Y como le digo a una amiga nueva y muy querida, lo importante es rodearse de gente que crea en la magia. No la de los milagros ni la del universo que complota. Es la magia de dos o más humanos que se unen para crear, creer, abrazarse, compartir, escribir, pintar, bailar, proyectar, soñar…
Mientras dos o más personas compartan una emoción, ya estamos salvados. A veces pensamos que somos pocos los que creemos aún en esa magia (ilusión) de que hay algo más; de que todo está sustentado en una suerte de predigitación inteligente y con sentido; de que todo tiene una razón.
A veces somos pocos.
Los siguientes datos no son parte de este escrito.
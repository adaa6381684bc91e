//! # hostward - declarative host provisioning over SSH
//!
//! One YAML manifest describes a remote Linux host: its iptables/ip6tables chains,
//! ipsets and foreign-chain rules, and the docker compose services that run on it.
//! hostward turns the manifest into an ordered list of resources, each a shell script
//! (or an archive upload) with an optional delete script, and converges the host by
//! comparing fingerprints with the state of the last successful apply.
//!
//! ## Architecture
//!
//! ```text
//! ┌─────────────────────────────────────────────────────────────┐
//! │  CLI (clap)                                                 │
//! │    └── plan, apply, destroy, validate, render, init         │
//! ├─────────────────────────────────────────────────────────────┤
//! │  Config (serde_yaml)                                        │
//! │    └── connection, firewall, networks, services             │
//! ├─────────────────────────────────────────────────────────────┤
//! │  Plan (petgraph)                                            │
//! │    ├── firewall: precreate, ipset swap, chains, rules, save │
//! │    └── compose: rotate, upload, secrets, acls, up, cleanup  │
//! ├─────────────────────────────────────────────────────────────┤
//! │  Remote (ssh/scp via CommandExecutor)                       │
//! │    ├── two-phase sudo copy                                  │
//! │    └── Applier: create / update / replace / delete          │
//! ├─────────────────────────────────────────────────────────────┤
//! │  State (serde_json, fs2 lock)                               │
//! └─────────────────────────────────────────────────────────────┘
//! ```
//!
//! ## Example Usage
//!
//! ```no_run
//! use hostward::config::Config;
//! use hostward::plan::Plan;
//!
//! fn main() -> anyhow::Result<()> {
//!     let config = Config::load("/etc/hostward/hostward.yaml")?;
//!     let plan = Plan::build(&config)?;
//!     for resource in plan.resources() {
//!         println!("{}", resource.name);
//!     }
//!     Ok(())
//! }
//! ```
//!
//! ## Modules
//!
//! - [`acl`] - setfacl argument rendering
//! - [`cli`] - Command-line interface definitions
//! - [`commands`] - CLI command implementations
//! - [`compose`] - Compose documents and rollout steps
//! - [`config`] - Manifest parsing and validation
//! - [`firewall`] - iptables, ipset and persistence scripts
//! - [`network`] - Non-overlapping address claims
//! - [`plan`] - Manifest to ordered resources
//! - [`registry`] - Unique resource ids and dependency categories
//! - [`remote`] - SSH transport, uploads and the applier
//! - [`shell`] - Quoting and small script helpers
//! - [`state`] - Fingerprints of the last apply

pub mod acl;
pub mod cli;
pub mod cmd_abstraction;
pub mod commands;
pub mod compose;
pub mod config;
pub mod error;
pub mod firewall;
pub mod lock;
pub mod network;
pub mod plan;
pub mod registry;
pub mod remote;
pub mod shell;
pub mod state;
pub mod validation;

pub use cli::{Cli, Commands};
pub use config::Config;
pub use error::ProvisionError;
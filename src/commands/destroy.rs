//! Destroy command implementation.

use anyhow::Result;
use std::path::Path;
use tracing::{info, warn};

use crate::cmd_abstraction::RealCommandExecutor;
use crate::lock::LockGuard;
use crate::remote::apply::Applier;
use crate::remote::ssh::SshTransport;
use crate::state::ApplyState;

/// Run the destroy command
pub async fn run(config_path: &Path, state_override: Option<&Path>, yes: bool) -> Result<()> {
    let config = super::load_config(config_path)?;
    let state_file = super::state_path(&config, state_override);

    let _lock = LockGuard::acquire(&LockGuard::path_for(&state_file))?;
    let state = ApplyState::load(&state_file)?;

    if state.resources.is_empty() {
        println!("[OK] Nothing recorded in {:?}", state_file);
        return Ok(());
    }

    if !yes {
        println!("Would delete, in this order:");
        for (name, _) in state.reverse_order() {
            println!("  - {}", name);
        }
        anyhow::bail!("Refusing to destroy without --yes");
    }

    warn!(
        "Destroying {} resources on {}",
        state.resources.len(),
        config.connection.destination()
    );
    let transport = SshTransport::new(config.connection.clone(), RealCommandExecutor::new());
    let mut applier = Applier::new(&transport, &config.connection, state, &state_file);
    let summary = applier.destroy().await?;

    info!("State file {:?} is now empty", state_file);
    println!("[OK] {}", summary);
    Ok(())
}
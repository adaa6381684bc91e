//! Fingerprints of the last successful apply, one record per resource.

use anyhow::{Context, Result};
use chrono::{DateTime, Utc};
use serde::{Deserialize, Serialize};
use std::collections::BTreeMap;
use std::fs;
use std::io::Write;
use std::path::Path;

pub const DEFAULT_STATE_FILE: &str = "/var/lib/hostward/state.json";

const STATE_VERSION: u32 = 1;

#[derive(Debug, Clone, PartialEq, Eq, Serialize, Deserialize)]
pub struct ResourceRecord {
    /// Position in the dependency order when last applied; destroy walks it backwards.
    pub order: usize,
    pub input_fingerprint: String,
    pub trigger_fingerprint: String,
    /// Script to run when the resource disappears from the manifest
    pub delete: Option<String>,
    pub applied_at: DateTime<Utc>,
}

#[derive(Debug, Clone, PartialEq, Eq, Serialize, Deserialize)]
pub struct ApplyState {
    pub version: u32,
    pub host: Option<String>,
    pub resources: BTreeMap<String, ResourceRecord>,
}

impl Default for ApplyState {
    fn default() -> Self {
        Self {
            version: STATE_VERSION,
            host: None,
            resources: BTreeMap::new(),
        }
    }
}

impl ApplyState {
    /// Load state; a missing file is an empty state.
    pub fn load<P: AsRef<Path>>(path: P) -> Result<Self> {
        let path = path.as_ref();
        if !path.exists() {
            return Ok(Self::default());
        }
        let content = fs::read_to_string(path)
            .with_context(|| format!("Failed to read state file: {:?}", path))?;
        let state: ApplyState = serde_json::from_str(&content)
            .with_context(|| format!("Failed to parse state file: {:?}", path))?;
        if state.version != STATE_VERSION {
            anyhow::bail!(
                "State file {:?} has version {}, expected {}",
                path,
                state.version,
                STATE_VERSION
            );
        }
        Ok(state)
    }

    /// Write atomically through a temp file in the same directory.
    pub fn save<P: AsRef<Path>>(&self, path: P) -> Result<()> {
        use tempfile::NamedTempFile;

        let path = path.as_ref();
        let parent = path.parent().unwrap_or(Path::new("."));
        fs::create_dir_all(parent)
            .with_context(|| format!("Failed to create state directory: {:?}", parent))?;

        let content = serde_json::to_string_pretty(self).context("Failed to serialize state")?;
        let mut temp_file =
            NamedTempFile::new_in(parent).context("Failed to create temporary state file")?;
        temp_file
            .write_all(content.as_bytes())
            .context("Failed to write state")?;
        temp_file.flush()?;
        temp_file.as_file().sync_all()?;
        temp_file
            .persist(path)
            .with_context(|| format!("Failed to persist state file: {:?}", path))?;
        Ok(())
    }

    pub fn get(&self, name: &str) -> Option<&ResourceRecord> {
        self.resources.get(name)
    }

    pub fn record(&mut self, name: impl Into<String>, record: ResourceRecord) {
        self.resources.insert(name.into(), record);
    }

    pub fn forget(&mut self, name: &str) -> Option<ResourceRecord> {
        self.resources.remove(name)
    }

    /// Recorded resources, last applied first.
    pub fn reverse_order(&self) -> Vec<(&String, &ResourceRecord)> {
        let mut records: Vec<_> = self.resources.iter().collect();
        records.sort_by(|a, b| b.1.order.cmp(&a.1.order).then_with(|| a.0.cmp(b.0)));
        records
    }
}

#[cfg(test)]
mod tests {
    use super::*;
    use tempfile::TempDir;

    fn record(order: usize) -> ResourceRecord {
        ResourceRecord {
            order,
            input_fingerprint: format!("in-{}", order),
            trigger_fingerprint: "t".into(),
            delete: Some(format!("delete {}", order)),
            applied_at: Utc::now(),
        }
    }

    #[test]
    fn test_missing_file_is_empty_state() {
        let dir = TempDir::new().unwrap();
        let state = ApplyState::load(dir.path().join("state.json")).unwrap();
        assert!(state.resources.is_empty());
        assert_eq!(state.version, STATE_VERSION);
    }

    #[test]
    fn test_save_and_load() {
        let dir = TempDir::new().unwrap();
        let path = dir.path().join("nested").join("state.json");

        let mut state = ApplyState::default();
        state.record("chain/filter/INPUT/ipv4", record(0));
        state.save(&path).unwrap();

        let loaded = ApplyState::load(&path).unwrap();
        assert_eq!(loaded, state);
    }

    #[test]
    fn test_version_mismatch_rejected() {
        let dir = TempDir::new().unwrap();
        let path = dir.path().join("state.json");
        fs::write(&path, r#"{"version": 99, "host": null, "resources": {}}"#).unwrap();
        assert!(ApplyState::load(&path).is_err());
    }

    #[test]
    fn test_reverse_order() {
        let mut state = ApplyState::default();
        state.record("a", record(0));
        state.record("c", record(2));
        state.record("b", record(1));
        let names: Vec<&str> = state.reverse_order().iter().map(|(n, _)| n.as_str()).collect();
        assert_eq!(names, vec!["c", "b", "a"]);
    }

    #[test]
    fn test_forget() {
        let mut state = ApplyState::default();
        state.record("a", record(0));
        assert!(state.forget("a").is_some());
        assert!(state.get("a").is_none());
    }
}
#[cfg(test)]
mod tests {
    use super::*;

    fn tcp_dport(port: u16, target: &str) -> Rule {
        Rule {
            matches: Matches {
                protocol: Some(Protocol::Tcp),
                destination_ports: Some(PortSpec::Single(port)),
                ..Matches::default()
            },
            ..Rule::jump(target)
        }
    }

    // =========================================================================
    // Rendering
    // =========================================================================

    #[test]
    fn test_simple_drop() {
        let rule = Rule {
            matches: Matches {
                source: Some("1.2.3.0/24".into()),
                ..Matches::default()
            },
            ..Rule::jump("DROP")
        };
        assert_eq!(
            rule.to_rulespec(IpFamily::V4).unwrap(),
            "--source 1.2.3.0/24 --jump DROP"
        );
    }

    #[test]
    fn test_protocol_precedes_port() {
        assert_eq!(
            tcp_dport(22, "ACCEPT").to_rulespec(IpFamily::V4).unwrap(),
            "--protocol tcp --dport 22 --jump ACCEPT"
        );
    }

    #[test]
    fn test_yaml_field_order_does_not_matter() {
        let rule: Rule = serde_yaml::from_str(
            "match:\n  destination_ports: [8000, 8080]\n  in_interface: eth0\n  protocol: udp\njump: ACCEPT\n",
        )
        .unwrap();
        assert_eq!(
            rule.to_rulespec(IpFamily::V4).unwrap(),
            "--in-interface eth0 --protocol udp --dport 8000:8080 --jump ACCEPT"
        );
    }

    #[test]
    fn test_negated_fields() {
        let rule = Rule {
            matches: Matches {
                protocol: Some(Protocol::Tcp),
                ..Matches::default()
            },
            not: Matches {
                source: Some("10.0.0.0/8".into()),
                destination_ports: Some(PortSpec::Single(443)),
                ..Matches::default()
            },
            ..Rule::jump("REJECT")
        };
        assert_eq!(
            rule.to_rulespec(IpFamily::V4).unwrap(),
            "! --source 10.0.0.0/8 --protocol tcp ! --dport 443 --jump REJECT"
        );
    }

    #[test]
    fn test_match_modules_and_counters() {
        let rule = Rule {
            set_counters: Some(Counters { packets: 0, bytes: 0 }),
            ..Rule::jump("ACCEPT")
        }
        .with_module("conntrack", "--ctstate ESTABLISHED,RELATED")
        .with_module("comment", "--comment \"keep\"");
        assert_eq!(
            rule.to_rulespec(IpFamily::V6).unwrap(),
            "--match comment --comment \"keep\" --match conntrack --ctstate ESTABLISHED,RELATED --jump ACCEPT --set-counters 0 0"
        );
    }

    #[test]
    fn test_match_set_rendered_as_module() {
        let rule: Rule = serde_yaml::from_str(
            "match_set:\n  name: BLOCK\n  flags: [src]\njump: DROP\n",
        )
        .unwrap();
        assert_eq!(
            rule.to_rulespec(IpFamily::V4).unwrap(),
            "--match set --match-set BLOCK src --jump DROP"
        );

        let clash = rule.with_module("set", "--match-set OTHER dst");
        assert!(clash.validate(IpFamily::V4).is_err());
    }

    #[test]
    fn test_match_set_flag_count_bounded() {
        let empty: Rule = serde_yaml::from_str(
            "match_set: {name: PORTS, flags: []}\njump: DROP\n",
        )
        .unwrap();
        let err = empty.to_rulespec(IpFamily::V4).unwrap_err();
        assert!(matches!(
            err.downcast_ref::<ProvisionError>(),
            Some(ProvisionError::InvalidRule(reason)) if reason.contains("match_set PORTS")
        ));

        let wide: Rule = serde_yaml::from_str(
            "match_set: {name: PORTS, flags: [src, dst, src, dst]}\njump: DROP\n",
        )
        .unwrap();
        assert!(wide.validate(IpFamily::V4).is_err());
    }

    #[test]
    fn test_fragment_and_goto() {
        let rule = Rule {
            matches: Matches {
                fragment: true,
                ..Matches::default()
            },
            goto: Some("FRAGS".into()),
            ..Rule::default()
        };
        assert_eq!(
            rule.to_rulespec(IpFamily::V4).unwrap(),
            "--fragment --goto FRAGS"
        );
        assert!(rule.to_rulespec(IpFamily::V6).is_err());
    }

    // =========================================================================
    // Validation
    // =========================================================================

    #[test]
    fn test_port_without_protocol_rejected() {
        let rule = Rule {
            matches: Matches {
                destination_ports: Some(PortSpec::Single(22)),
                ..Matches::default()
            },
            ..Rule::jump("ACCEPT")
        };
        let err = rule.to_rulespec(IpFamily::V4).unwrap_err();
        match err.downcast_ref::<ProvisionError>() {
            Some(ProvisionError::PortWithoutProtocol { flag, .. }) => assert_eq!(flag, "--dport"),
            other => panic!("unexpected error: {:?}", other),
        }
    }

    #[test]
    fn test_negated_port_without_protocol_rejected() {
        let rule = Rule {
            not: Matches {
                source_ports: Some(PortSpec::Single(53)),
                ..Matches::default()
            },
            ..Rule::jump("DROP")
        };
        assert!(rule.to_rulespec(IpFamily::V4).is_err());
    }

    #[test]
    fn test_port_on_icmp_rejected() {
        let rule = Rule {
            matches: Matches {
                protocol: Some(Protocol::Icmp),
                destination_ports: Some(PortSpec::Single(1)),
                ..Matches::default()
            },
            ..Rule::jump("DROP")
        };
        assert!(rule.validate(IpFamily::V4).is_err());
    }

    #[test]
    fn test_inverted_range_rejected() {
        let rule = Rule {
            matches: Matches {
                protocol: Some(Protocol::Tcp),
                destination_ports: Some(PortSpec::Range(90, 80)),
                ..Matches::default()
            },
            ..Rule::jump("DROP")
        };
        assert!(rule.validate(IpFamily::V4).is_err());
    }

    #[test]
    fn test_positive_and_negated_same_field_rejected() {
        let rule = Rule {
            matches: Matches {
                source: Some("1.1.1.1".into()),
                ..Matches::default()
            },
            not: Matches {
                source: Some("2.2.2.2".into()),
                ..Matches::default()
            },
            ..Rule::jump("DROP")
        };
        assert!(rule.validate(IpFamily::V4).is_err());
    }

    #[test]
    fn test_jump_and_goto_rejected() {
        let rule = Rule {
            goto: Some("B".into()),
            ..Rule::jump("A")
        };
        assert!(rule.validate(IpFamily::V4).is_err());
    }

    #[test]
    fn test_unknown_yaml_field_rejected() {
        let parsed: std::result::Result<Rule, _> =
            serde_yaml::from_str("match:\n  destinaton_ports: 22\njump: ACCEPT\n");
        assert!(parsed.is_err());
    }
}
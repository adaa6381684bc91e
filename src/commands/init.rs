//! Init command implementation.

use anyhow::Result;

use crate::config::Config;

/// Print the commented default manifest to stdout.
pub async fn run() -> Result<()> {
    print!("{}", Config::generate_default_yaml());
    Ok(())
}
A veces nos sentimos muy solos. Pero les aseguro: existen, pululan, andan por la vida comiendo kiwis a menudo.
No es que todo tiene solución, ni que nos resignamos a comer kiwis en lugar de frutillas. Es aprender a vivir, ¿no? ¡Grandulona la chiquita, ya!
Felíz año para todos y que de postre, al recibir el 2020, degusten muchas pero muchas frutillas.
Valiosa reflexión! Aprender a vivir y “Dos o más y emoción”: habrá más?
Maravilloso !! Sin dudas ,dejado huellas en su camino.
Muchas gracias por compartirlo .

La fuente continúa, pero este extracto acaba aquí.